TASK TO CARRY OUT: Without changing a single word, output each entry.

DATA TO USE:

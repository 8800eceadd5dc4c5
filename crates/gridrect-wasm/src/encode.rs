//! Image encoding WASM bindings.
//!
//! This module exposes the gridrect-core encoding functions to JavaScript,
//! enabling the save workflow to write the rectified image as PNG, JPEG or
//! BMP.
//!
//! # Functions
//!
//! - [`encode_png`] - Encode RGB pixel data to PNG bytes (lossless, the default)
//! - [`encode_jpeg`] - Encode RGB pixel data to JPEG bytes with a quality setting
//! - [`encode_bmp`] - Encode RGB pixel data to BMP bytes (uncompressed)
//! - [`encode_png_from_image`] - Encode a JsDecodedImage to PNG bytes
//! - [`encode_jpeg_from_image`] - Encode a JsDecodedImage to JPEG bytes
//! - [`encode_bmp_from_image`] - Encode a JsDecodedImage to BMP bytes
//!
//! # Example
//!
//! ```typescript
//! import { encode_png_from_image } from '@gridrect/wasm';
//!
//! const rectified = rectify_image(image, corners, 4, 4, 0);
//! const pngBytes = encode_png_from_image(rectified);
//! await writable.write(new Blob([pngBytes], { type: 'image/png' }));
//! ```

use crate::types::JsDecodedImage;
use gridrect_core::encode;
use wasm_bindgen::prelude::*;

/// Encode RGB pixel data to PNG bytes.
///
/// PNG is lossless and the recommended save format for grid scans: flat
/// color and sharp lines compress well and pick up no ringing artifacts.
///
/// # Arguments
///
/// * `pixels` - RGB pixel data as a `Uint8Array` (3 bytes per pixel, row-major order)
/// * `width` - Image width in pixels
/// * `height` - Image height in pixels
///
/// # Errors
///
/// Returns an error if:
/// - The pixel data length doesn't match width * height * 3
/// - Width or height is zero
#[wasm_bindgen]
pub fn encode_png(pixels: &[u8], width: u32, height: u32) -> Result<Vec<u8>, JsValue> {
    encode::encode_png(pixels, width, height).map_err(|e| JsValue::from_str(&e.to_string()))
}

/// Encode RGB pixel data to JPEG bytes.
///
/// # Arguments
///
/// * `pixels` - RGB pixel data as a `Uint8Array` (3 bytes per pixel, row-major order)
/// * `width` - Image width in pixels
/// * `height` - Image height in pixels
/// * `quality` - JPEG quality (1-100, where 100 is highest; recommended: 90)
///
/// # Errors
///
/// Returns an error if:
/// - The pixel data length doesn't match width * height * 3
/// - Width or height is zero
/// - Encoding fails internally
#[wasm_bindgen]
pub fn encode_jpeg(
    pixels: &[u8],
    width: u32,
    height: u32,
    quality: u8,
) -> Result<Vec<u8>, JsValue> {
    encode::encode_jpeg(pixels, width, height, quality)
        .map_err(|e| JsValue::from_str(&e.to_string()))
}

/// Encode RGB pixel data to BMP bytes.
///
/// BMP is uncompressed; it remains in the save dialog for downstream tools
/// that only read plain bitmaps.
///
/// # Arguments
///
/// * `pixels` - RGB pixel data as a `Uint8Array` (3 bytes per pixel, row-major order)
/// * `width` - Image width in pixels
/// * `height` - Image height in pixels
///
/// # Errors
///
/// Returns an error if:
/// - The pixel data length doesn't match width * height * 3
/// - Width or height is zero
#[wasm_bindgen]
pub fn encode_bmp(pixels: &[u8], width: u32, height: u32) -> Result<Vec<u8>, JsValue> {
    encode::encode_bmp(pixels, width, height).map_err(|e| JsValue::from_str(&e.to_string()))
}

/// Encode a JsDecodedImage to PNG bytes.
///
/// Convenience wrapper for images already held in WASM memory, such as the
/// output of `rectify_image`.
#[wasm_bindgen]
pub fn encode_png_from_image(image: &JsDecodedImage) -> Result<Vec<u8>, JsValue> {
    let pixels = image.pixels();
    encode::encode_png(&pixels, image.width(), image.height())
        .map_err(|e| JsValue::from_str(&e.to_string()))
}

/// Encode a JsDecodedImage to JPEG bytes.
///
/// See [`encode_jpeg`] for the quality setting.
#[wasm_bindgen]
pub fn encode_jpeg_from_image(image: &JsDecodedImage, quality: u8) -> Result<Vec<u8>, JsValue> {
    let pixels = image.pixels();
    encode::encode_jpeg(&pixels, image.width(), image.height(), quality)
        .map_err(|e| JsValue::from_str(&e.to_string()))
}

/// Encode a JsDecodedImage to BMP bytes.
#[wasm_bindgen]
pub fn encode_bmp_from_image(image: &JsDecodedImage) -> Result<Vec<u8>, JsValue> {
    let pixels = image.pixels();
    encode::encode_bmp(&pixels, image.width(), image.height())
        .map_err(|e| JsValue::from_str(&e.to_string()))
}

SOLUTION FOR THIS TASK:
repository 8800eceadd5dc4c5
filename crates/gridrect-wasm/src/encode.rs
//! Image encoding WASM bindings.
//!
//! This module exposes the gridrect-core encoding functions to JavaScript,
//! enabling the save workflow to write the rectified image as PNG, JPEG or
//! BMP.
//!
//! # Functions
//!
//! - [`encode_png`] - Encode RGB pixel data to PNG bytes (lossless, the default)
//! - [`encode_jpeg`] - Encode RGB pixel data to JPEG bytes with a quality setting
//! - [`encode_bmp`] - Encode RGB pixel data to BMP bytes (uncompressed)
//! - [`encode_png_from_image`] - Encode a JsDecodedImage to PNG bytes
//! - [`encode_jpeg_from_image`] - Encode a JsDecodedImage to JPEG bytes
//! - [`encode_bmp_from_image`] - Encode a JsDecodedImage to BMP bytes
//!
//! # Example
//!
//! ```typescript
//! import { encode_png_from_image } from '@gridrect/wasm';
//!
//! const rectified = rectify_image(image, corners, 4, 4, 0);
//! const pngBytes = encode_png_from_image(rectified);
//! await writable.write(new Blob([pngBytes], { type: 'image/png' }));
//! ```

use crate::types::JsDecodedImage;
use gridrect_core::encode;
use wasm_bindgen::prelude::*;

/// Encode RGB pixel data to PNG bytes.
///
/// PNG is lossless and the recommended save format for grid scans: flat
/// color and sharp lines compress well and pick up no ringing artifacts.
///
/// # Arguments
///
/// * `pixels` - RGB pixel data as a `Uint8Array` (3 bytes per pixel, row-major order)
/// * `width` - Image width in pixels
/// * `height` - Image height in pixels
///
/// # Errors
///
/// Returns an error if:
/// - The pixel data length doesn't match width * height * 3
/// - Width or height is zero
#[wasm_bindgen]
pub fn encode_png(pixels: &[u8], width: u32, height: u32) -> Result<Vec<u8>, JsValue> {
    encode::encode_png(pixels, width, height).map_err(|e| JsValue::from_str(&e.to_string()))
}

/// Encode RGB pixel data to JPEG bytes.
///
/// # Arguments
///
/// * `pixels` - RGB pixel data as a `Uint8Array` (3 bytes per pixel, row-major order)
/// * `width` - Image width in pixels
/// * `height` - Image height in pixels
/// * `quality` - JPEG quality (1-100, where 100 is highest; recommended: 90)
///
/// # Errors
///
/// Returns an error if:
/// - The pixel data length doesn't match width * height * 3
/// - Width or height is zero
/// - Encoding fails internally
#[wasm_bindgen]
pub fn encode_jpeg(
    pixels: &[u8],
    width: u32,
    height: u32,
    quality: u8,
) -> Result<Vec<u8>, JsValue> {
    encode::encode_jpeg(pixels, width, height, quality)
        .map_err(|e| JsValue::from_str(&e.to_string()))
}

/// Encode RGB pixel data to BMP bytes.
///
/// BMP is uncompressed; it remains in the save dialog for downstream tools
/// that only read plain bitmaps.
///
/// # Arguments
///
/// * `pixels` - RGB pixel data as a `Uint8Array` (3 bytes per pixel, row-major order)
/// * `width` - Image width in pixels
/// * `height` - Image height in pixels
///
/// # Errors
///
/// Returns an error if:
/// - The pixel data length doesn't match width * height * 3
/// - Width or height is zero
#[wasm_bindgen]
pub fn encode_bmp(pixels: &[u8], width: u32, height: u32) -> Result<Vec<u8>, JsValue> {
    encode::encode_bmp(pixels, width, height).map_err(|e| JsValue::from_str(&e.to_string()))
}

/// Encode a JsDecodedImage to PNG bytes.
///
/// Convenience wrapper for images already held in WASM memory, such as the
/// output of `rectify_image`.
#[wasm_bindgen]
pub fn encode_png_from_image(image: &JsDecodedImage) -> Result<Vec<u8>, JsValue> {
    let pixels = image.pixels();
    encode::encode_png(&pixels, image.width(), image.height())
        .map_err(|e| JsValue::from_str(&e.to_string()))
}

/// Encode a JsDecodedImage to JPEG bytes.
///
/// See [`encode_jpeg`] for the quality setting.
#[wasm_bindgen]
pub fn encode_jpeg_from_image(image: &JsDecodedImage, quality: u8) -> Result<Vec<u8>, JsValue> {
    let pixels = image.pixels();
    encode::encode_jpeg(&pixels, image.width(), image.height(), quality)
        .map_err(|e| JsValue::from_str(&e.to_string()))
}

/// Encode a JsDecodedImage to BMP bytes.
#[wasm_bindgen]
pub fn encode_bmp_from_image(image: &JsDecodedImage) -> Result<Vec<u8>, JsValue> {
    let pixels = image.pixels();
    encode::encode_bmp(&pixels, image.width(), image.height())
        .map_err(|e| JsValue::from_str(&e.to_string()))
}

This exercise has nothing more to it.